HOW TO COMPLETE THIS TASK
Using the material below, copy every line where "String" appears.

►

use axum::body::Body;
use axum::http::Request;
use http_body_util::BodyExt;
use tower::ServiceExt;

use haven_test_utils::*;

async fn get_raw(router: &axum::Router, uri: &str, host: &str) -> (u16, String) {
    let req = Request::builder()
        .method("GET")
        .uri(uri)
        .header("host", host)
        .body(Body::empty())
        .unwrap();
    let resp = router.clone().oneshot(req).await.unwrap();
    let status = resp.status().as_u16();
    let bytes = resp.into_body().collect().await.unwrap().to_bytes();
    (status, String::from_utf8_lossy(&bytes).into_owned())
}

#[tokio::test]
async fn did_document_names_the_host_service_did() {
    let test_store = create_test_store().await;
    let router = create_test_router(test_store.store);

    let (status, body) = send_request(&router, "GET", "/.well-known/did.json", TEST_HOST, None, None).await;
    assert_eq!(status, 200);
    assert_eq!(body["id"], format!("did:web:{TEST_HOST}"));
    assert_eq!(body["service"][0]["type"], "AtprotoPersonalDataServer");
}

#[tokio::test]
async fn atproto_did_for_exact_host_returns_service_did() {
    let test_store = create_test_store().await;
    let router = create_test_router(test_store.store);

    let (status, text) = get_raw(&router, "/.well-known/atproto-did", TEST_HOST).await;
    assert_eq!(status, 200);
    assert_eq!(text, format!("did:web:{TEST_HOST}"));
}

#[tokio::test]
async fn atproto_did_for_actor_subdomain_returns_actor_did() {
    let test_store = create_test_store().await;
    let actor = provision_actor(&test_store.store, "subdomain.test.pds.local", TEST_HOST).await;
    let router = create_test_router(test_store.store);

    let (status, text) = get_raw(&router, "/.well-known/atproto-did", "subdomain.test.pds.local").await;
    assert_eq!(status, 200);
    assert_eq!(text, actor.did);
}

#[tokio::test]
async fn atproto_did_for_unknown_handle_is_no_content() {
    let test_store = create_test_store().await;
    let router = create_test_router(test_store.store);

    let (status, text) = get_raw(&router, "/.well-known/atproto-did", "nobody.test.pds.local").await;
    assert_eq!(status, 204);
    assert!(text.is_empty());
}

#[tokio::test]
async fn oauth_protected_resource_metadata() {
    let test_store = create_test_store().await;
    let router = create_test_router(test_store.store);

    let (status, body) = send_request(&router, "GET", "/.well-known/oauth-protected-resource", TEST_HOST, None, None).await;
    assert_eq!(status, 200);
    assert_eq!(body["resource"], format!("https://{TEST_HOST}"));
    assert_eq!(body["scopes_supported"][0], "atproto");
}

#[tokio::test]
async fn oauth_authorization_server_metadata() {
    let test_store = create_test_store().await;
    let router = create_test_router(test_store.store);

    let (status, body) = send_request(&router, "GET", "/.well-known/oauth-authorization-server", TEST_HOST, None, None).await;
    assert_eq!(status, 200);
    assert_eq!(body["issuer"], format!("https://{TEST_HOST}"));
    assert!(body["grant_types_supported"].as_array().unwrap().contains(&serde_json::json!("authorization_code")));
}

◄

RESULT OF THIS EXERCISE
async fn get_raw(router: &axum::Router, uri: &str, host: &str) -> (u16, String) {
    (status, String::from_utf8_lossy(&bytes).into_owned())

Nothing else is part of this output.